The Michigan Independent Citizen Redistricting Commission was formed in 2018 to draw Michigan’s political districts fairly and by the voice of the people, not politicians.

“An open and transparent process,” said Sue Hammersmith, executive director of the commission.

For the first time ever, Michigan’s political boundaries will be drawn by the people. After holding public comment meetings all summer, the preliminary lines are being set but the commission is still looking for input.

“It’s incredibly important that people get engaged because for the first time ever they have a voice,” said Hammersmith.

This month, the 13-person commission just received a new set of US Census data that allows them to piece together fair districts, based on population and other demographics.

“The population has grown significantly on the west side of the state of Michigan so the voting districts will have to expand and contract accordingly to population,” said Hammersmith, “That’s the first criteria in the Constitution.”

The maps in southern Michigan, where complaints of gerrymandering have lasted for decades, will change drastically.
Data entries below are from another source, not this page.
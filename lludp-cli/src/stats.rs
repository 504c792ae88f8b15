//! Statistics display and formatting

use lludp_transport::CircuitStats;
use std::time::Duration;

/// Format bytes in human-readable form
pub fn format_bytes(bytes: u64) -> String {
    const KB: u64 = 1024;
    const MB: u64 = KB * 1024;
    const GB: u64 = MB * 1024;

    if bytes >= GB {
        format!("{:.2} GB", bytes as f64 / GB as f64)
    } else if bytes >= MB {
        format!("{:.2} MB", bytes as f64 / MB as f64)
    } else if bytes >= KB {
        format!("{:.2} KB", bytes as f64 / KB as f64)
    } else {
        format!("{} B", bytes)
    }
}

/// Format a round-trip time in human-readable form
pub fn format_rtt(rtt: Option<Duration>) -> String {
    match rtt {
        Some(rtt) if rtt.as_secs() >= 1 => format!("{:.2}s", rtt.as_secs_f64()),
        Some(rtt) => format!("{:.2}ms", rtt.as_secs_f64() * 1000.0),
        None => "n/a".to_string(),
    }
}

/// Format a duration in human-readable form
pub fn format_duration(duration: Duration) -> String {
    let secs = duration.as_secs();
    let hours = secs / 3600;
    let minutes = (secs % 3600) / 60;
    let seconds = secs % 60;

    if hours > 0 {
        format!("{}h {:02}m {:02}s", hours, minutes, seconds)
    } else if minutes > 0 {
        format!("{}m {:02}s", minutes, seconds)
    } else {
        format!("{}s", seconds)
    }
}

/// Display circuit statistics
pub fn display_circuit_stats(stats: &CircuitStats) {
    println!("\n┌──────────────────────────────────────────────┐");
    println!("│ CIRCUIT STATISTICS                           │");
    println!("├──────────────────────────────────────────────┤");
    println!(
        "│ Packets:   {} sent / {} received",
        stats.packets_sent, stats.packets_received
    );
    println!(
        "│ Bytes:     {} sent / {} received",
        format_bytes(stats.bytes_sent),
        format_bytes(stats.bytes_received)
    );
    println!(
        "│ Reliable:  {} resends / {} lost",
        stats.resends, stats.packets_lost
    );
    println!(
        "│ ACKs:      {} sent / {} received",
        stats.acks_sent, stats.acks_received
    );
    println!("│ Dupes:     {} suppressed", stats.duplicates);
    println!("│ Ping RTT:  {}", format_rtt(stats.last_ping_rtt));
    println!("└──────────────────────────────────────────────┘");
}

#[cfg(test)]
mod tests {
    use super::*;

    #[test]
    fn test_format_bytes() {
        assert_eq!(format_bytes(512), "512 B");
        assert_eq!(format_bytes(2048), "2.00 KB");
        assert_eq!(format_bytes(5 * 1024 * 1024), "5.00 MB");
    }

    #[test]
    fn test_format_rtt() {
        assert_eq!(format_rtt(None), "n/a");
        assert_eq!(format_rtt(Some(Duration::from_millis(42))), "42.00ms");
    }

    #[test]
    fn test_format_duration() {
        assert_eq!(format_duration(Duration::from_secs(5)), "5s");
        assert_eq!(format_duration(Duration::from_secs(65)), "1m 05s");
        assert_eq!(format_duration(Duration::from_secs(3700)), "1h 01m 40s");
    }
}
Up North? Not as much.

“To expect to see something significantly different than that? You won’t,” said Steven Lett, commissioner from Interlochen.

Rural districts cover large areas and will shift slightly.

“We expect to be able to finish everything by the end of this year,” said Lett, “Which will be past our deadline but we’re doing it as fast as we can.”

COVID-19 delayed the Census, which now delayed this process. The maps must be done soon, with a major election 14 months away.

“People who will be running for office need to know where their district is going to be,” said Lett.

Any Michigander can voice their opinion, through Zoom, in-person or by email and there is still time before the lines get set for another decade.

“In October we will go out again for another eight public hearings,” said Hammersmith, “After there are some draft maps for people to react to.”